====== Data to examine
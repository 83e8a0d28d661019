//! Job status writes and everything they cascade into.
//!
//! [`set_job_status`] is the only way a job's status changes. It runs inside
//! a store transaction, so the follow-on writes it triggers commit together
//! with the job row:
//!
//! - a root PLAN entering `processing` moves its session from
//!   `pending_<stage>` to `running_<stage>`
//! - a terminal job releases (or fails) jobs waiting on it as a prerequisite
//! - a terminal descendant re-evaluates its root PLAN once all siblings are done
//! - a terminal root PLAN advances the session, but only when every root PLAN
//!   of the stage pass completed
//!
//! The lifecycle edges (first claim of a root, retry, stored output, stage
//! complete, root failed) also queue a [`Notification`] for the project owner.

use chrono::{DateTime, Utc};
use serde::{Deserialize, Serialize};
use tracing::{debug, error, info, warn};
use uuid::Uuid;

use crate::artifact::ResourceRecord;
use crate::error::{DialecticError, Result};
use crate::model::ModelCatalog;
use crate::notify::{Event, Notification};
use crate::session::{Session, SessionStatus, Stage};
use crate::state_machine::{ErrorDetails, Job, JobPayload, JobStatus, JobSummary, StateMachine};
use crate::store::{Store, Tables};

/// Move `job_id` to `next` and apply the cascades.
pub fn set_job_status(
    tx: &mut Tables,
    job_id: Uuid,
    next: JobStatus,
    now: DateTime<Utc>,
) -> Result<()> {
    let job = tx.job_mut(job_id)?;
    let from = job.status;
    StateMachine::transition(job, next, now)?;
    debug!(job_id = %job_id, job_type = %job.job_type, %from, to = %next, "job status");

    let job = job.clone();
    if next == JobStatus::Processing && job.is_root_plan() {
        if from == JobStatus::Pending && job.attempt_count == 1 {
            let event = Event::ContributionGenerationStarted {
                job_id: job.id,
                model_id: job.payload.pass().model_id.clone(),
            };
            notify(tx, &job, event);
        }
        start_stage(tx, &job, now);
    }
    announce(tx, &job, next);
    if next.is_terminal() {
        release_dependents(tx, &job, now)?;
        if !job.is_root() {
            evaluate_root(tx, job.root_job_id, now)?;
        }
        if job.is_root_plan() {
            evaluate_stage(tx, &job, now);
        }
    }
    Ok(())
}

/// Queue the notification for a status edge that has one.
fn announce(tx: &mut Tables, job: &Job, next: JobStatus) {
    let event = match (&job.payload, next) {
        (_, JobStatus::Retrying) => Event::ContributionGenerationRetrying {
            job_id: job.id,
            attempt: job.attempt_count,
            max_retries: job.max_retries,
            retry_at: job.retry_at,
        },
        (JobPayload::Execute(p), JobStatus::Completed | JobStatus::PendingContinuation) => {
            Event::DialecticContributionReceived {
                job_id: job.id,
                model_id: p.pass.model_id.clone(),
                document_key: p.document_key.clone(),
                is_continuing: next == JobStatus::PendingContinuation,
            }
        }
        (JobPayload::Plan(p), status) if status.is_failure() && job.is_root() => {
            Event::ContributionGenerationFailed {
                job_id: job.id,
                model_id: p.pass.model_id.clone(),
                code: job.error_details.as_ref().map(|e| e.code.clone()),
                message: job.error_details.as_ref().map(|e| e.message.clone()),
            }
        }
        _ => return,
    };
    notify(tx, job, event);
}

fn notify(tx: &mut Tables, job: &Job, event: Event) {
    notify_session(tx, job.session_id, job.stage_slug, event);
}

fn notify_session(tx: &mut Tables, session_id: Uuid, stage: Stage, event: Event) {
    let owner = tx
        .session(session_id)
        .and_then(|s| tx.project(s.project_id))
        .map(|p| p.owner_user_id.clone());
    match owner {
        Ok(target_user_id) => tx.notify(Notification {
            target_user_id,
            session_id,
            stage,
            event,
        }),
        Err(e) => debug!(%session_id, kind = event.kind(), error = %e, "no recipient for notification"),
    }
}

fn start_stage(tx: &mut Tables, root: &Job, now: DateTime<Utc>) {
    let Some(session) = tx.sessions.get_mut(&root.session_id) else {
        error!(
            job_id = %root.id,
            session_id = %root.session_id,
            "CRITICAL: root job started but its session does not exist"
        );
        return;
    };

    match session.status {
        SessionStatus::Pending(stage) if stage == root.stage_slug => {
            session.status = SessionStatus::Running(stage);
            session.updated_at = now;
            info!(session_id = %session.id, status = %session.status, "stage started");
        }
        SessionStatus::Running(stage) if stage == root.stage_slug => {}
        other => warn!(
            session_id = %session.id,
            status = %other,
            stage = %root.stage_slug,
            "root job started while session is in another stage"
        ),
    }
}

fn release_dependents(tx: &mut Tables, job: &Job, now: DateTime<Utc>) -> Result<()> {
    for dependent in tx.waiting_on(job.id) {
        if job.status == JobStatus::Completed {
            set_job_status(tx, dependent, JobStatus::Pending, now)?;
        } else {
            let waiting = tx.job_mut(dependent)?;
            waiting.error_details = Some(ErrorDetails {
                code: "PREREQUISITE_FAILED".into(),
                message: format!("prerequisite job {} ended as {}", job.id, job.status),
                retryable: false,
                attempt: waiting.attempt_count,
                at: now,
            });
            set_job_status(tx, dependent, JobStatus::Failed, now)?;
        }
    }
    Ok(())
}

/// Once every descendant of a waiting root is terminal, fail the root if any
/// of them failed, otherwise hand it back to a worker for the next step.
fn evaluate_root(tx: &mut Tables, root_id: Uuid, now: DateTime<Utc>) -> Result<()> {
    let root = tx.job(root_id)?;
    if root.status != JobStatus::WaitingForChildren {
        return Ok(());
    }

    let descendants = tx.descendants(root_id);
    if descendants.iter().any(|j| !j.status.is_terminal()) {
        return Ok(());
    }
    let failed = descendants.iter().filter(|j| j.status.is_failure()).count();

    if failed > 0 {
        let root = tx.job_mut(root_id)?;
        root.error_details = Some(ErrorDetails {
            code: "CHILD_FAILED".into(),
            message: format!("{failed} descendant job(s) failed"),
            retryable: false,
            attempt: root.attempt_count,
            at: now,
        });
        set_job_status(tx, root_id, JobStatus::Failed, now)
    } else {
        set_job_status(tx, root_id, JobStatus::PendingNextStep, now)
    }
}

fn evaluate_stage(tx: &mut Tables, root: &Job, now: DateTime<Utc>) {
    let stage = root.stage_slug;
    let roots = tx.root_plan_jobs(root.session_id, stage, root.iteration_number);
    if roots.iter().any(|r| !r.status.is_terminal()) {
        debug!(session_id = %root.session_id, %stage, "waiting for other root jobs");
        return;
    }
    let unfinished: Vec<String> = roots
        .iter()
        .filter(|r| r.status != JobStatus::Completed)
        .map(|r| format!("{}={}", r.id, r.status))
        .collect();
    if !unfinished.is_empty() {
        warn!(
            session_id = %root.session_id,
            %stage,
            roots = %unfinished.join(","),
            "stage ended with failed root jobs, session stays running"
        );
        return;
    }

    let Some(session) = tx.sessions.get_mut(&root.session_id) else {
        error!(
            job_id = %root.id,
            session_id = %root.session_id,
            "CRITICAL: stage completed but its session does not exist"
        );
        return;
    };
    if session.status != SessionStatus::Running(stage)
        || session.iteration_count != root.iteration_number
    {
        error!(
            session_id = %session.id,
            status = %session.status,
            %stage,
            iteration = root.iteration_number,
            "CRITICAL: stage completed but session cannot advance from its current status"
        );
        return;
    }

    match stage.next() {
        Some(next) => {
            session.status = SessionStatus::Pending(next);
            session.current_stage = next;
        }
        None => session.status = SessionStatus::IterationCompletePendingReview,
    }
    session.updated_at = now;
    let status = session.status;
    info!(session_id = %root.session_id, %status, "session advanced");
    notify_session(
        tx,
        root.session_id,
        stage,
        Event::ContributionGenerationComplete { status },
    );
}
============
▶ _What to produce_: Nothing should be altered. Set down all the data again.

▶ _Expected output_:
repository 83e8a0d28d661019
//! Job status writes and everything they cascade into.
//!
//! [`set_job_status`] is the only way a job's status changes. It runs inside
//! a store transaction, so the follow-on writes it triggers commit together
//! with the job row:
//!
//! - a root PLAN entering `processing` moves its session from
//!   `pending_<stage>` to `running_<stage>`
//! - a terminal job releases (or fails) jobs waiting on it as a prerequisite
//! - a terminal descendant re-evaluates its root PLAN once all siblings are done
//! - a terminal root PLAN advances the session, but only when every root PLAN
//!   of the stage pass completed
//!
//! The lifecycle edges (first claim of a root, retry, stored output, stage
//! complete, root failed) also queue a [`Notification`] for the project owner.

use chrono::{DateTime, Utc};
use serde::{Deserialize, Serialize};
use tracing::{debug, error, info, warn};
use uuid::Uuid;

use crate::artifact::ResourceRecord;
use crate::error::{DialecticError, Result};
use crate::model::ModelCatalog;
use crate::notify::{Event, Notification};
use crate::session::{Session, SessionStatus, Stage};
use crate::state_machine::{ErrorDetails, Job, JobPayload, JobStatus, JobSummary, StateMachine};
use crate::store::{Store, Tables};

/// Move `job_id` to `next` and apply the cascades.
pub fn set_job_status(
    tx: &mut Tables,
    job_id: Uuid,
    next: JobStatus,
    now: DateTime<Utc>,
) -> Result<()> {
    let job = tx.job_mut(job_id)?;
    let from = job.status;
    StateMachine::transition(job, next, now)?;
    debug!(job_id = %job_id, job_type = %job.job_type, %from, to = %next, "job status");

    let job = job.clone();
    if next == JobStatus::Processing && job.is_root_plan() {
        if from == JobStatus::Pending && job.attempt_count == 1 {
            let event = Event::ContributionGenerationStarted {
                job_id: job.id,
                model_id: job.payload.pass().model_id.clone(),
            };
            notify(tx, &job, event);
        }
        start_stage(tx, &job, now);
    }
    announce(tx, &job, next);
    if next.is_terminal() {
        release_dependents(tx, &job, now)?;
        if !job.is_root() {
            evaluate_root(tx, job.root_job_id, now)?;
        }
        if job.is_root_plan() {
            evaluate_stage(tx, &job, now);
        }
    }
    Ok(())
}

/// Queue the notification for a status edge that has one.
fn announce(tx: &mut Tables, job: &Job, next: JobStatus) {
    let event = match (&job.payload, next) {
        (_, JobStatus::Retrying) => Event::ContributionGenerationRetrying {
            job_id: job.id,
            attempt: job.attempt_count,
            max_retries: job.max_retries,
            retry_at: job.retry_at,
        },
        (JobPayload::Execute(p), JobStatus::Completed | JobStatus::PendingContinuation) => {
            Event::DialecticContributionReceived {
                job_id: job.id,
                model_id: p.pass.model_id.clone(),
                document_key: p.document_key.clone(),
                is_continuing: next == JobStatus::PendingContinuation,
            }
        }
        (JobPayload::Plan(p), status) if status.is_failure() && job.is_root() => {
            Event::ContributionGenerationFailed {
                job_id: job.id,
                model_id: p.pass.model_id.clone(),
                code: job.error_details.as_ref().map(|e| e.code.clone()),
                message: job.error_details.as_ref().map(|e| e.message.clone()),
            }
        }
        _ => return,
    };
    notify(tx, job, event);
}

fn notify(tx: &mut Tables, job: &Job, event: Event) {
    notify_session(tx, job.session_id, job.stage_slug, event);
}

fn notify_session(tx: &mut Tables, session_id: Uuid, stage: Stage, event: Event) {
    let owner = tx
        .session(session_id)
        .and_then(|s| tx.project(s.project_id))
        .map(|p| p.owner_user_id.clone());
    match owner {
        Ok(target_user_id) => tx.notify(Notification {
            target_user_id,
            session_id,
            stage,
            event,
        }),
        Err(e) => debug!(%session_id, kind = event.kind(), error = %e, "no recipient for notification"),
    }
}

fn start_stage(tx: &mut Tables, root: &Job, now: DateTime<Utc>) {
    let Some(session) = tx.sessions.get_mut(&root.session_id) else {
        error!(
            job_id = %root.id,
            session_id = %root.session_id,
            "CRITICAL: root job started but its session does not exist"
        );
        return;
    };

    match session.status {
        SessionStatus::Pending(stage) if stage == root.stage_slug => {
            session.status = SessionStatus::Running(stage);
            session.updated_at = now;
            info!(session_id = %session.id, status = %session.status, "stage started");
        }
        SessionStatus::Running(stage) if stage == root.stage_slug => {}
        other => warn!(
            session_id = %session.id,
            status = %other,
            stage = %root.stage_slug,
            "root job started while session is in another stage"
        ),
    }
}

fn release_dependents(tx: &mut Tables, job: &Job, now: DateTime<Utc>) -> Result<()> {
    for dependent in tx.waiting_on(job.id) {
        if job.status == JobStatus::Completed {
            set_job_status(tx, dependent, JobStatus::Pending, now)?;
        } else {
            let waiting = tx.job_mut(dependent)?;
            waiting.error_details = Some(ErrorDetails {
                code: "PREREQUISITE_FAILED".into(),
                message: format!("prerequisite job {} ended as {}", job.id, job.status),
                retryable: false,
                attempt: waiting.attempt_count,
                at: now,
            });
            set_job_status(tx, dependent, JobStatus::Failed, now)?;
        }
    }
    Ok(())
}

/// Once every descendant of a waiting root is terminal, fail the root if any
/// of them failed, otherwise hand it back to a worker for the next step.
fn evaluate_root(tx: &mut Tables, root_id: Uuid, now: DateTime<Utc>) -> Result<()> {
    let root = tx.job(root_id)?;
    if root.status != JobStatus::WaitingForChildren {
        return Ok(());
    }

    let descendants = tx.descendants(root_id);
    if descendants.iter().any(|j| !j.status.is_terminal()) {
        return Ok(());
    }
    let failed = descendants.iter().filter(|j| j.status.is_failure()).count();

    if failed > 0 {
        let root = tx.job_mut(root_id)?;
        root.error_details = Some(ErrorDetails {
            code: "CHILD_FAILED".into(),
            message: format!("{failed} descendant job(s) failed"),
            retryable: false,
            attempt: root.attempt_count,
            at: now,
        });
        set_job_status(tx, root_id, JobStatus::Failed, now)
    } else {
        set_job_status(tx, root_id, JobStatus::PendingNextStep, now)
    }
}

fn evaluate_stage(tx: &mut Tables, root: &Job, now: DateTime<Utc>) {
    let stage = root.stage_slug;
    let roots = tx.root_plan_jobs(root.session_id, stage, root.iteration_number);
    if roots.iter().any(|r| !r.status.is_terminal()) {
        debug!(session_id = %root.session_id, %stage, "waiting for other root jobs");
        return;
    }
    let unfinished: Vec<String> = roots
        .iter()
        .filter(|r| r.status != JobStatus::Completed)
        .map(|r| format!("{}={}", r.id, r.status))
        .collect();
    if !unfinished.is_empty() {
        warn!(
            session_id = %root.session_id,
            %stage,
            roots = %unfinished.join(","),
            "stage ended with failed root jobs, session stays running"
        );
        return;
    }

    let Some(session) = tx.sessions.get_mut(&root.session_id) else {
        error!(
            job_id = %root.id,
            session_id = %root.session_id,
            "CRITICAL: stage completed but its session does not exist"
        );
        return;
    };
    if session.status != SessionStatus::Running(stage)
        || session.iteration_count != root.iteration_number
    {
        error!(
            session_id = %session.id,
            status = %session.status,
            %stage,
            iteration = root.iteration_number,
            "CRITICAL: stage completed but session cannot advance from its current status"
        );
        return;
    }

    match stage.next() {
        Some(next) => {
            session.status = SessionStatus::Pending(next);
            session.current_stage = next;
        }
        None => session.status = SessionStatus::IterationCompletePendingReview,
    }
    session.updated_at = now;
    let status = session.status;
    info!(session_id = %root.session_id, %status, "session advanced");
    notify_session(
        tx,
        root.session_id,
        stage,
        Event::ContributionGenerationComplete { status },
    );
}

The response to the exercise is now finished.